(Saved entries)
——————————

//! Demo dataset for local development
//!
//! Four farms with three products each, plus an optional list of standalone
//! products. Everything goes through `Marketplace`, so seeded data obeys the
//! same validation and linkage rules as API traffic.

use serde::Serialize;

use crate::market::{Marketplace, Result};
use crate::models::{
    Farm, FarmFields, Pagination, PriceInput, ProductFields, ProductFilter, ProductWithFarm,
};

/// Name, type, location, email
const DEMO_FARMS: [(&str, &str, &str, &str); 4] = [
    (
        "Sunny Valley Organic Farm",
        "Mixed",
        "Napa Valley, CA",
        "info@sunnyvalley.com",
    ),
    (
        "Green Meadows Dairy",
        "Dairy",
        "Vermont Hills, VT",
        "contact@greenmeadows.com",
    ),
    (
        "Fresh Harvest Orchards",
        "Fruit",
        "Washington State, WA",
        "hello@freshharvest.com",
    ),
    (
        "Mountain View Vegetables",
        "Vegetable",
        "Colorado Springs, CO",
        "orders@mountainview.com",
    ),
];

/// Three products per demo farm, in `DEMO_FARMS` order
const DEMO_PRODUCTS: [[(&str, f64, &str); 3]; 4] = [
    [
        ("Organic Tomatoes", 4.99, "vegetable"),
        ("Fresh Strawberries", 6.99, "fruit"),
        ("Artisan Cheese", 12.99, "dairy"),
    ],
    [
        ("Whole Milk", 3.99, "dairy"),
        ("Greek Yogurt", 5.99, "dairy"),
        ("Butter", 4.49, "dairy"),
    ],
    [
        ("Honeycrisp Apples", 3.99, "fruit"),
        ("Organic Pears", 4.99, "fruit"),
        ("Fresh Peaches", 5.99, "fruit"),
    ],
    [
        ("Organic Carrots", 2.99, "vegetable"),
        ("Fresh Spinach", 3.99, "vegetable"),
        ("Bell Peppers", 4.99, "vegetable"),
    ],
];

const STANDALONE_PRODUCTS: [(&str, f64, &str); 9] = [
    ("Apple", 0.99, "fruit"),
    ("Broccoli", 1.29, "vegetable"),
    ("Yogurt", 2.49, "dairy"),
    ("Spinach", 0.89, "vegetable"),
    ("Coconut", 2.99, "fruit"),
    ("Kale", 1.49, "vegetable"),
    ("Milk", 3.49, "dairy"),
    ("Cheese", 4.99, "dairy"),
    ("Banana", 0.99, "fruit"),
];

/// What `seed` should do besides inserting the demo farms
#[derive(Debug, Clone, Copy, Default)]
pub struct SeedOptions {
    /// Remove previously seeded data first
    pub clear: bool,
    /// Also insert the standalone product list
    pub standalone: bool,
}

/// Summary of a seeding run
#[derive(Debug, Clone, Default, PartialEq, Serialize)]
pub struct SeedReport {
    pub farms_removed: u64,
    pub products_removed: u64,
    pub farms_created: u64,
    pub products_created: u64,
    pub standalone_created: u64,
}

fn farm_fields((name, kind, location, email): (&str, &str, &str, &str)) -> FarmFields {
    FarmFields {
        name: Some(name.into()),
        kind: Some(kind.into()),
        location: Some(location.into()),
        email: Some(email.into()),
    }
}

fn product_fields((name, price, category): (&str, f64, &str)) -> ProductFields {
    ProductFields {
        name: Some(name.into()),
        price: Some(PriceInput::Number(price)),
        category: Some(category.into()),
    }
}

fn is_seeded_farm(farm: &Farm) -> bool {
    DEMO_FARMS.iter().any(|(name, ..)| *name == farm.name)
}

fn is_seeded_product(listing: &ProductWithFarm) -> bool {
    let name = listing.product.name.as_str();
    DEMO_PRODUCTS
        .iter()
        .flatten()
        .chain(STANDALONE_PRODUCTS.iter())
        .any(|(seeded, ..)| *seeded == name)
}

async fn all_farms(market: &Marketplace) -> Result<Vec<Farm>> {
    let mut farms = Vec::new();
    let mut page = Pagination::everything();
    loop {
        let batch = market.farms(page).await?;
        let more = batch.has_next();
        farms.extend(batch.items);
        if !more {
            return Ok(farms);
        }
        page.page += 1;
    }
}

async fn all_products(market: &Marketplace) -> Result<Vec<ProductWithFarm>> {
    let filter = ProductFilter::default();
    let mut products = Vec::new();
    let mut page = Pagination::everything();
    loop {
        let batch = market.products(&filter, page).await?;
        let more = batch.has_next();
        products.extend(batch.items);
        if !more {
            return Ok(products);
        }
        page.page += 1;
    }
}

/// Remove demo farms (with their products) and any leftover seeded products.
pub async fn clear(market: &Marketplace) -> Result<SeedReport> {
    let mut report = SeedReport::default();

    for farm in all_farms(market).await? {
        if is_seeded_farm(&farm) {
            report.products_removed += market.delete_farm_cascade(farm.id).await?;
            report.farms_removed += 1;
        }
    }

    for listing in all_products(market).await? {
        if is_seeded_product(&listing) {
            market.detach_and_delete_product(listing.product.id).await?;
            report.products_removed += 1;
        }
    }

    tracing::info!(
        farms = report.farms_removed,
        products = report.products_removed,
        "cleared seeded data"
    );
    Ok(report)
}

/// Load the demo dataset.
pub async fn run(market: &Marketplace, options: SeedOptions) -> Result<SeedReport> {
    let mut report = if options.clear {
        clear(market).await?
    } else {
        SeedReport::default()
    };

    for (farm, products) in DEMO_FARMS.into_iter().zip(DEMO_PRODUCTS) {
        let farm = market.create_farm(farm_fields(farm)).await?;
        report.farms_created += 1;

        for product in products {
            market.attach_product(farm.id, product_fields(product)).await?;
            report.products_created += 1;
        }
    }

    if options.standalone {
        for product in STANDALONE_PRODUCTS {
            market.create_standalone_product(product_fields(product)).await?;
            report.standalone_created += 1;
        }
    }

    tracing::info!(
        farms = report.farms_created,
        products = report.products_created,
        standalone = report.standalone_created,
        "seeded demo data"
    );
    Ok(report)
}
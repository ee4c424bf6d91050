//! `Store` backed by PostgreSQL

use std::time::Duration;

use async_trait::async_trait;
use sqlx::PgPool;
use uuid::Uuid;

use super::repos::{FarmRepo, ProductRepo, StatsRepo};
use super::store::{DbError, MarketStats, Store};
use crate::models::{
    Farm, NewFarm, NewProduct, Paginated, Pagination, Product, ProductChanges, ProductFilter,
    ProductWithFarm,
};

/// Upper bound on the readiness check, independent of the pool's acquire timeout
const READY_TIMEOUT: Duration = Duration::from_secs(2);

/// PostgreSQL store. Cloning shares the pool.
#[derive(Clone)]
pub struct PgStore {
    pool: PgPool,
}

impl PgStore {
    pub fn new(pool: PgPool) -> Self {
        Self { pool }
    }

    /// Connect, run migrations and wrap the pool.
    pub async fn connect(database_url: &str, max_connections: u32) -> Result<Self, DbError> {
        let pool = super::pool::create_pool_with_options(database_url, max_connections).await?;
        super::migrations::run(&pool).await?;
        Ok(Self::new(pool))
    }

    pub fn pool(&self) -> &PgPool {
        &self.pool
    }
}

#[async_trait]
impl Store for PgStore {
    /// Check out a connection (idle ones are reused, so this is usually
    /// free) and give it straight back.
    async fn is_available(&self) -> bool {
        if self.pool.is_closed() {
            return false;
        }

        match tokio::time::timeout(READY_TIMEOUT, self.pool.acquire()).await {
            Ok(Ok(_conn)) => true,
            Ok(Err(e)) => {
                tracing::warn!(error = %e, "database unreachable");
                false
            }
            Err(_) => {
                tracing::warn!(timeout = ?READY_TIMEOUT, "database readiness check timed out");
                false
            }
        }
    }

    async fn close(&self) {
        tracing::info!("closing database pool");
        self.pool.close().await;
    }

    async fn insert_farm(&self, farm: &NewFarm) -> Result<Farm, DbError> {
        FarmRepo::new(&self.pool).create(farm).await
    }

    async fn get_farm(&self, id: Uuid) -> Result<Farm, DbError> {
        FarmRepo::new(&self.pool).get(id).await
    }

    async fn list_farms(&self, page: Pagination) -> Result<Paginated<Farm>, DbError> {
        FarmRepo::new(&self.pool).list(page).await
    }

    async fn delete_farm_cascade(&self, id: Uuid) -> Result<u64, DbError> {
        FarmRepo::new(&self.pool).delete_cascade(id).await
    }

    async fn insert_product(
        &self,
        product: &NewProduct,
        farm: Option<Uuid>,
    ) -> Result<Product, DbError> {
        ProductRepo::new(&self.pool).create(product, farm).await
    }

    async fn get_product(&self, id: Uuid) -> Result<ProductWithFarm, DbError> {
        ProductRepo::new(&self.pool).get(id).await
    }

    async fn list_products(
        &self,
        filter: &ProductFilter,
        page: Pagination,
    ) -> Result<Paginated<ProductWithFarm>, DbError> {
        ProductRepo::new(&self.pool).list(filter, page).await
    }

    async fn farm_products(&self, farm: Uuid) -> Result<Vec<Product>, DbError> {
        ProductRepo::new(&self.pool).for_farm(farm).await
    }

    async fn update_product(
        &self,
        id: Uuid,
        changes: &ProductChanges,
    ) -> Result<Product, DbError> {
        ProductRepo::new(&self.pool).update(id, changes).await
    }

    async fn delete_product(&self, id: Uuid) -> Result<Product, DbError> {
        ProductRepo::new(&self.pool).delete(id).await
    }

    async fn stats(&self) -> Result<MarketStats, DbError> {
        StatsRepo::new(&self.pool).collect().await
    }
}
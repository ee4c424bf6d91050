//! Marketplace operations over a `Store`
//!
//! Keeps the farm/product association consistent: every product that names a
//! farm appears exactly once in that farm's list, and every id in a farm's list
//! names a product that points back. Input is validated before any write, so a
//! rejected request never changes stored state.

use std::sync::Arc;

use uuid::Uuid;

use crate::db::{DbError, MarketStats, Store};
use crate::models::{
    Farm, FarmFields, NewFarm, NewProduct, Paginated, Pagination, Product, ProductChanges,
    ProductFields, ProductFilter, ProductWithFarm, ValidationError,
};

/// Errors surfaced by marketplace operations
#[derive(Debug, thiserror::Error)]
pub enum MarketError {
    #[error("{resource} '{id}' not found")]
    NotFound { resource: &'static str, id: String },

    #[error("invalid input: {0}")]
    Validation(#[from] ValidationError),

    #[error("persistence failure: {0}")]
    Persistence(DbError),
}

impl MarketError {
    fn product_not_found(id: Uuid) -> Self {
        Self::NotFound {
            resource: "product",
            id: id.to_string(),
        }
    }
}

impl From<DbError> for MarketError {
    fn from(e: DbError) -> Self {
        match e {
            DbError::NotFound { resource, id } => Self::NotFound { resource, id },
            other => Self::Persistence(other),
        }
    }
}

pub type Result<T, E = MarketError> = std::result::Result<T, E>;

/// Farm with its products populated in list order
#[derive(Debug, Clone, PartialEq)]
pub struct FarmDetail {
    pub farm: Farm,
    pub products: Vec<Product>,
}

/// Farms and products, and the operations that link them.
#[derive(Clone)]
pub struct Marketplace {
    store: Arc<dyn Store>,
}

impl Marketplace {
    pub fn new(store: Arc<dyn Store>) -> Self {
        Self { store }
    }

    pub async fn is_available(&self) -> bool {
        self.store.is_available().await
    }

    /// Close the underlying store.
    pub async fn close(&self) {
        self.store.close().await;
    }

    // ---- farms ----

    pub async fn create_farm(&self, fields: FarmFields) -> Result<Farm> {
        let farm = NewFarm::from_fields(fields)?;
        let farm = self.store.insert_farm(&farm).await?;

        tracing::info!(farm_id = %farm.id, name = %farm.name, "farm created");
        Ok(farm)
    }

    pub async fn farm(&self, id: Uuid) -> Result<Farm> {
        Ok(self.store.get_farm(id).await?)
    }

    /// A farm together with its products.
    ///
    /// The id list is rebuilt from the loaded products so both halves of the
    /// response describe the same moment.
    pub async fn farm_detail(&self, id: Uuid) -> Result<FarmDetail> {
        let mut farm = self.store.get_farm(id).await?;
        let products = self.store.farm_products(id).await?;

        farm.products = products.iter().map(|p| p.id).collect();
        Ok(FarmDetail { farm, products })
    }

    pub async fn farms(&self, page: Pagination) -> Result<Paginated<Farm>> {
        Ok(self.store.list_farms(page).await?)
    }

    /// Delete a farm and every product it owns. Returns the number of products removed.
    pub async fn delete_farm_cascade(&self, id: Uuid) -> Result<u64> {
        let removed = self.store.delete_farm_cascade(id).await?;

        tracing::info!(farm_id = %id, products_removed = removed, "farm deleted");
        Ok(removed)
    }

    // ---- products ----

    /// Create a product owned by `farm_id`.
    ///
    /// Either the product exists and is at the end of the farm's list, or
    /// nothing was written.
    pub async fn attach_product(&self, farm_id: Uuid, fields: ProductFields) -> Result<Product> {
        let product = NewProduct::from_fields(fields)?;
        let product = self.store.insert_product(&product, Some(farm_id)).await?;

        tracing::info!(
            farm_id = %farm_id,
            product_id = %product.id,
            name = %product.name,
            "product attached"
        );
        Ok(product)
    }

    pub async fn create_standalone_product(&self, fields: ProductFields) -> Result<Product> {
        let product = NewProduct::from_fields(fields)?;
        let product = self.store.insert_product(&product, None).await?;

        tracing::info!(product_id = %product.id, name = %product.name, "product created");
        Ok(product)
    }

    pub async fn product(&self, id: Uuid) -> Result<ProductWithFarm> {
        Ok(self.store.get_product(id).await?)
    }

    pub async fn products(
        &self,
        filter: &ProductFilter,
        page: Pagination,
    ) -> Result<Paginated<ProductWithFarm>> {
        Ok(self.store.list_products(filter, page).await?)
    }

    /// Partial update of name, price and category. Farm linkage never changes.
    pub async fn update_product(&self, id: Uuid, fields: ProductFields) -> Result<Product> {
        let changes = ProductChanges::from_fields(fields)?;

        if changes.is_empty() {
            return Ok(self.store.get_product(id).await?.product);
        }

        let product = self.store.update_product(id, &changes).await?;
        tracing::info!(product_id = %id, "product updated");
        Ok(product)
    }

    /// Delete a product; its id leaves the owning farm's list with it.
    pub async fn detach_and_delete_product(&self, id: Uuid) -> Result<Product> {
        let product = self.store.delete_product(id).await?;

        tracing::info!(
            product_id = %id,
            farm_id = ?product.farm,
            "product deleted"
        );
        Ok(product)
    }

    /// Delete a product through its farm. Fails `NotFound` when the product
    /// belongs elsewhere or is standalone.
    pub async fn detach_from_farm(&self, farm_id: Uuid, product_id: Uuid) -> Result<Product> {
        self.store.get_farm(farm_id).await?;

        let owned = self.store.get_product(product_id).await?;
        if owned.product.farm != Some(farm_id) {
            return Err(MarketError::product_not_found(product_id));
        }

        self.detach_and_delete_product(product_id).await
    }

    pub async fn stats(&self) -> Result<MarketStats> {
        Ok(self.store.stats().await?)
    }
}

——————————

(TASK) Pull out all lines containing the word "warn" from the entries above.

(REPLY TO THE EXERCISE)
                tracing::warn!(error = %e, "database unreachable");
                tracing::warn!(timeout = ?READY_TIMEOUT, "database readiness check timed out");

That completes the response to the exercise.